Large-scale data analyses, such as the Lancet Commission[i], the US Health and Retirement survey[ii], and our own compilation[iii] had already found that up to half of all dementias, including Alzheimer’s Disease, would theoretically be prevented by correcting or improving 14 to 20 health and lifestyle factors. But all of these factors have been correlational or retrospective. They look at who gets dementia and who doesn’t and examine what went right or wrong. This study was going to be different. It would experimentally alter some of the frequently cited risk factors and see if that would improve thinking ability.
But as with any scientific research, you have to look beyond the headlines. Taking a closer look, my initial excitement gave way to a more complex and cautious interpretation. Let me dig into some of the nuances that temper my initial exuberance.
Who Was Actually Studied?
The first thing to consider is “who are we studying?” The researchers began with a group of older adults who were at risk for cognitive decline but weren’t yet experiencing significant impairment. This is a great place to start, but it provides a limited ability to generalize from the data. You see, a large number of people who wanted to participate were excluded because they already had healthy habits—they ate well, exercised regularly, and were not considered “at risk” enough. And while we know that dementia prevention often starts in our 40s or 50s, this group had to be 60 or older.
This means the study’s participants were not representative of the average older American adult. Instead, they reflected a subgroup of people who were out of shape, had poor diets, and were not mentally or socially stimulated. What does it say about my patient who is a physically active 65-year-old who already eats a reasonably good diet? The study doesn’t tell us.
Statistical Significance vs. Practical Impact
The POINTER study compared two groups: one receiving a highly structured, intensive intervention (supervised exercise for a half hour a day, focus on the MIND diet, computerized cognitive training three times a week, twice monthly support groups, and regular medical monitoring) and a second group that received a “self-guided” program of educational materials and encouragement.
The structured group did show a greater improvement in their composite cognitive scores (memory, executive function, processing speed) over two years, and this difference was considered statistically significant or unlikely to have occurred by chance. But was it a meaningful finding? That’s where things get interesting.
The difference in improvement between the two groups was very small. If we were to translate this to something more familiar, like an IQ score, the structured group’s average IQ would go from 100 to 107.2 over two years. Impressive. Except, the self-guided group’s average would also improve, from 100 to 106.4. That’s a difference of less than one IQ point. While both groups have higher scores, the practical difference between them is questionable. Does it make a difference in daily life? Does it meaningfully change their risk of developing dementia?
This raises a critical question: Was the expensive and resource-intensive structured intervention truly worth the effort compared to the much simpler, more cost-effective self-guided program? As Dr. Jonathan Schott pointed out in an accompanying editorial in the same issue of JAMA[iv], the educational approach of the self-guided group might be a far more efficient public health strategy. Essentially, a lot more bang for our buck.
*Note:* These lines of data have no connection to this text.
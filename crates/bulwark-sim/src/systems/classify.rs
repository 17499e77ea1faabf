//! Threat classification — does a predicted path endanger anything we
//! protect?

use bulwark_core::enums::PoiCategory;
use bulwark_core::geometry::within_buffer;
use bulwark_core::types::PointOfInterest;

use super::extrapolate::Prediction;

/// Whether the predicted trajectory counts as a threat.
///
/// A missile is a threat when some predicted point falls within the
/// danger radius of a protected Target — or unconditionally under the
/// altruist policy, which intercepts on behalf of regions that are not
/// ours. Non-threats are dropped without spending inventory; that is a
/// deliberate false-negative risk the doctrine accepts.
pub fn is_threat(
    prediction: Prediction,
    pois: &[PointOfInterest],
    danger_radius_deg: f64,
    altruist: bool,
) -> bool {
    if altruist {
        return true;
    }
    let targets: Vec<&PointOfInterest> = pois
        .iter()
        .filter(|p| p.category == PoiCategory::Target)
        .collect();
    if targets.is_empty() {
        return false;
    }
    prediction.iter().any(|point| {
        targets
            .iter()
            .any(|t| within_buffer(&point.position, &t.position, danger_radius_deg))
    })
}

#[cfg(test)]
mod tests {
    use bulwark_core::types::{GeoPoint, GeoVelocity};

    use super::*;

    fn poi(id: i64, category: PoiCategory, lon: f64, lat: f64) -> PointOfInterest {
        PointOfInterest {
            id,
            category,
            position: GeoPoint::new(lon, lat, 0.0),
        }
    }

    fn southbound() -> Prediction {
        // From (0, 50) heading toward the equator at 10 deg/s.
        Prediction::new(
            GeoPoint::new(0.0, 50.0, 0.0),
            GeoVelocity::new(0.0, -10.0, 0.0),
            0.0,
            100,
        )
    }

    #[test]
    fn test_altruist_overrides_filter() {
        // No targets at all, yet altruist still engages.
        assert!(is_threat(southbound(), &[], 10.0, true));
    }

    #[test]
    fn test_miss_is_not_a_threat() {
        let pois = vec![
            poi(1, PoiCategory::Target, 100.0, 0.0),
            poi(-1, PoiCategory::Battery, 0.0, 0.0),
        ];
        // The path runs down lon = 0, never within 10 degrees of
        // lon = 100. The battery nearby does not count.
        assert!(!is_threat(southbound(), &pois, 10.0, false));
    }

    #[test]
    fn test_pass_through_buffer_is_a_threat() {
        let pois = vec![poi(1, PoiCategory::Target, 0.0, 20.0)];
        assert!(is_threat(southbound(), &pois, 10.0, false));
    }

    #[test]
    fn test_radius_boundary_inclusive() {
        // Predicted points land on integer latitudes; target 5 degrees
        // off the path with radius exactly 5.
        let pois = vec![poi(1, PoiCategory::Target, 5.0, 20.0)];
        assert!(is_threat(southbound(), &pois, 5.0, false));
        assert!(!is_threat(southbound(), &pois, 4.999, false));
    }
}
Why a Control Group Matters
Perhaps the most significant limitation of the study is the absence of a true no-treatment control group. The study compared two different levels of intervention, but it didn’t compare either of them to a group that received no intervention at all. This leaves a major question unanswered: how much of the measured improvement was due to the interventions, and how much was simply due to the effect of repeated testing?
Participants were tested every six months. Repeatedly taking the same tests can lead to better scores, a phenomenon known as the practice effect[v]. The researchers attempted to account for this statistically, but without a control group to show us how much improvement is due to practice, it’s impossible to know the full impact. For a study of this scale and importance, the absence of a control group is a glaring and surprising omission that limits the conclusions we can draw.
Additionally, the “one-size-fits-all” approach of the study is a concern. We don’t know how much each component (diet, exercise, cognitive stimulation, social activity) contributed to the overall outcome. The study also did not address several other major dementia risk health factors, particularly hearing loss, diabetes, sleep apnea, alcohol consumption, and use of anticholinergic medications. We sacrifice the benefit of an individually tailored approach for this off-the-rack model.
While no study can do it all, the weaknesses in this study’s structure and methodology leave important questions unanswered. It remains unclear which way the POINTER is pointing.